Lada is a corporate symbol of the Soviet era and remains Russia’s largest automotive company, which is still part-funded by the Kremlin. Only 10pc of Lada models are sold outside of Russia.

Renault had been gradually building its position in AvtoVaz since 2008, before taking control of a business in recent years that commands around 40,000 staff in Russia.

The French firm’s strong corporate ties make it harder for the company to cut loose its ties in Russia without suffering a significant financial hit.

Renault swung to a € 967m (£ 804m) profit last year after recovering from a € 8bn loss in 2020 when the pandemic ravaged the automotive sector. AvtoVaz sales rose by 10pc to € 2.8bn over the period.
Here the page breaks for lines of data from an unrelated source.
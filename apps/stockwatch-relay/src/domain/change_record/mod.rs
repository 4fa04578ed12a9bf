//! Change Record Types
//!
//! A change record is the before/after image pair the store's change log
//! emits for one `{PK, SK}` key. Records are immutable once delivered; the
//! pipeline only reads them.
//!
//! Attribute values keep the store's typing: a value is a string, a number
//! (kept as its decimal text, the way the store transmits it), or some other
//! store type that this pipeline never reads.

use std::collections::HashMap;
use std::fmt;

use serde::{Deserialize, Serialize};

// =============================================================================
// Attribute Names
// =============================================================================

/// Partition key attribute of the symbol table.
pub const PARTITION_KEY_ATTRIBUTE: &str = "PK";

/// Sort key attribute of the symbol table.
pub const SORT_KEY_ATTRIBUTE: &str = "SK";

/// Price attribute on `PRICE` records.
pub const PRICE_ATTRIBUTE: &str = "Price";

/// Delta attribute on `DELTA` records.
pub const DELTA_ATTRIBUTE: &str = "Delta";

// =============================================================================
// Identifiers
// =============================================================================

/// Opaque identifier of a change record, reported back for redelivery.
///
/// This is the record's stream sequence number.
#[derive(Debug, Clone, PartialEq, Eq, Hash, Serialize, Deserialize)]
#[serde(transparent)]
pub struct RecordId(String);

impl RecordId {
    /// Create a new record ID.
    #[must_use]
    pub fn new(value: impl Into<String>) -> Self {
        Self(value.into())
    }

    /// Get the ID string.
    #[must_use]
    pub fn as_str(&self) -> &str {
        &self.0
    }
}

impl fmt::Display for RecordId {
    fn fmt(&self, f: &mut fmt::Formatter<'_>) -> fmt::Result {
        f.write_str(&self.0)
    }
}

impl From<&str> for RecordId {
    fn from(value: &str) -> Self {
        Self::new(value)
    }
}

impl From<String> for RecordId {
    fn from(value: String) -> Self {
        Self(value)
    }
}

// =============================================================================
// Attribute Values and Images
// =============================================================================

/// A typed attribute value from a change image.
#[derive(Debug, Clone, PartialEq, Eq)]
pub enum AttributeValue {
    /// String value.
    S(String),
    /// Number value, as transmitted by the store.
    N(String),
    /// Any other store type (bool, null, list, map, binary, sets).
    Other,
}

impl AttributeValue {
    /// Create a number value from an `f64`.
    #[must_use]
    pub fn number(value: f64) -> Self {
        Self::N(value.to_string())
    }

    /// Read this value as a string.
    #[must_use]
    pub fn as_str(&self) -> Option<&str> {
        match self {
            Self::S(s) => Some(s),
            Self::N(_) | Self::Other => None,
        }
    }

    /// Read this value as a number.
    ///
    /// Returns `None` for non-number values and for number text that does
    /// not parse as a finite `f64`.
    #[must_use]
    pub fn as_f64(&self) -> Option<f64> {
        match self {
            Self::N(n) => n.trim().parse::<f64>().ok().filter(|v| v.is_finite()),
            Self::S(_) | Self::Other => None,
        }
    }
}

/// Which image of a change record a value was read from.
#[derive(Debug, Clone, Copy, PartialEq, Eq, Hash)]
pub enum ImageSide {
    /// The change key tuple.
    Keys,
    /// The image before the change.
    Before,
    /// The image after the change.
    After,
}

impl ImageSide {
    /// Get the side name.
    #[must_use]
    pub const fn as_str(&self) -> &'static str {
        match self {
            Self::Keys => "keys",
            Self::Before => "before",
            Self::After => "after",
        }
    }
}

impl fmt::Display for ImageSide {
    fn fmt(&self, f: &mut fmt::Formatter<'_>) -> fmt::Result {
        f.write_str(self.as_str())
    }
}

/// Attribute map of one side of a change.
#[derive(Debug, Clone, Default, PartialEq, Eq)]
pub struct Image {
    attributes: HashMap<String, AttributeValue>,
}

impl Image {
    /// Create an empty image.
    #[must_use]
    pub fn new() -> Self {
        Self::default()
    }

    /// Add a string attribute.
    #[must_use]
    pub fn with_string(mut self, name: impl Into<String>, value: impl Into<String>) -> Self {
        self.attributes
            .insert(name.into(), AttributeValue::S(value.into()));
        self
    }

    /// Add a number attribute.
    #[must_use]
    pub fn with_number(mut self, name: impl Into<String>, value: f64) -> Self {
        self.attributes
            .insert(name.into(), AttributeValue::number(value));
        self
    }

    /// Insert an attribute, replacing any previous value.
    pub fn insert(&mut self, name: impl Into<String>, value: AttributeValue) {
        self.attributes.insert(name.into(), value);
    }

    /// Get a raw attribute.
    #[must_use]
    pub fn get(&self, name: &str) -> Option<&AttributeValue> {
        self.attributes.get(name)
    }

    /// Get a numeric attribute.
    #[must_use]
    pub fn number(&self, name: &str) -> Option<f64> {
        self.get(name).and_then(AttributeValue::as_f64)
    }

    /// Get a string attribute.
    #[must_use]
    pub fn string(&self, name: &str) -> Option<&str> {
        self.get(name).and_then(AttributeValue::as_str)
    }

    /// Number of attributes.
    #[must_use]
    pub fn len(&self) -> usize {
        self.attributes.len()
    }

    /// Check if the image has no attributes.
    #[must_use]
    pub fn is_empty(&self) -> bool {
        self.attributes.is_empty()
    }
}

impl FromIterator<(String, AttributeValue)> for Image {
    fn from_iter<T: IntoIterator<Item = (String, AttributeValue)>>(iter: T) -> Self {
        Self {
            attributes: iter.into_iter().collect(),
        }
    }
}

// =============================================================================
// Change Record
// =============================================================================

/// Kind of change the store reported.
#[derive(Debug, Clone, Copy, PartialEq, Eq, Default)]
pub enum ChangeKind {
    /// A new item was written.
    Insert,
    /// An existing item was overwritten.
    #[default]
    Modify,
    /// An item was deleted.
    Remove,
}

impl ChangeKind {
    /// Parse the stream's event name.
    #[must_use]
    pub fn from_event_name(name: &str) -> Option<Self> {
        match name {
            "INSERT" => Some(Self::Insert),
            "MODIFY" => Some(Self::Modify),
            "REMOVE" => Some(Self::Remove),
            _ => None,
        }
    }

    /// Get the stream's event name.
    #[must_use]
    pub const fn as_str(&self) -> &'static str {
        match self {
            Self::Insert => "INSERT",
            Self::Modify => "MODIFY",
            Self::Remove => "REMOVE",
        }
    }
}

/// The `{PK, SK}` key tuple of a changed item.
#[derive(Debug, Clone, PartialEq, Eq, Default)]
pub struct ChangeKey {
    /// Partition key value.
    pub partition_key: String,
    /// Sort key value (the symbol for price and delta records).
    pub sort_key: String,
}

impl ChangeKey {
    /// Create a new change key.
    #[must_use]
    pub fn new(partition_key: impl Into<String>, sort_key: impl Into<String>) -> Self {
        Self {
            partition_key: partition_key.into(),
            sort_key: sort_key.into(),
        }
    }
}

/// A before/after snapshot pair for one store key.
#[derive(Debug, Clone, PartialEq, Eq)]
pub struct ChangeRecord {
    /// Record identifier used in failure reports.
    pub id: RecordId,
    /// Stream event identifier, kept for logging.
    pub event_id: String,
    /// Kind of change.
    pub kind: ChangeKind,
    /// Changed item key.
    pub key: ChangeKey,
    /// Image before the change (absent on insert).
    pub before: Option<Image>,
    /// Image after the change (absent on remove).
    pub after: Option<Image>,
}

impl ChangeRecord {
    /// Create a record with no images.
    #[must_use]
    pub fn new(id: impl Into<RecordId>, key: ChangeKey) -> Self {
        let id = id.into();
        Self {
            event_id: id.as_str().to_string(),
            id,
            kind: ChangeKind::default(),
            key,
            before: None,
            after: None,
        }
    }

    /// Set the before image.
    #[must_use]
    pub fn with_before(mut self, image: Image) -> Self {
        self.before = Some(image);
        self
    }

    /// Set the after image.
    #[must_use]
    pub fn with_after(mut self, image: Image) -> Self {
        self.after = Some(image);
        self
    }

    /// Set the change kind.
    #[must_use]
    pub fn with_kind(mut self, kind: ChangeKind) -> Self {
        self.kind = kind;
        self
    }

    /// Set the stream event ID.
    #[must_use]
    pub fn with_event_id(mut self, event_id: impl Into<String>) -> Self {
        self.event_id = event_id.into();
        self
    }

    /// Get the image on one side of the change.
    #[must_use]
    pub const fn image(&self, side: ImageSide) -> Option<&Image> {
        match side {
            ImageSide::Keys => None,
            ImageSide::Before => self.before.as_ref(),
            ImageSide::After => self.after.as_ref(),
        }
    }

    /// Read a numeric attribute from one image.
    #[must_use]
    pub fn number(&self, side: ImageSide, name: &str) -> Option<f64> {
        self.image(side).and_then(|image| image.number(name))
    }

    /// The symbol carried by the change key.
    #[must_use]
    pub fn symbol(&self) -> &str {
        &self.key.sort_key
    }
}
The decision to keep its Russian operations intact comes after The Telegraph revealed that the French retail tycoons behind Decathlon have moved to expand across Russian despite the crisis in Ukraine.

Leroy Merlin, the home improvement firm owned by the Mulliez family, wants to fill the vacuum left by western rivals such as Ikea after they pulled out of Russia.

In a letter to suppliers, the bosses at the Russian arm of Leroy Merlin said that “sales have significantly increased” since the start of Mr Putin’s brutal military campaign.

A Renault spokesman said: “We are following the ongoing situation very carefully.”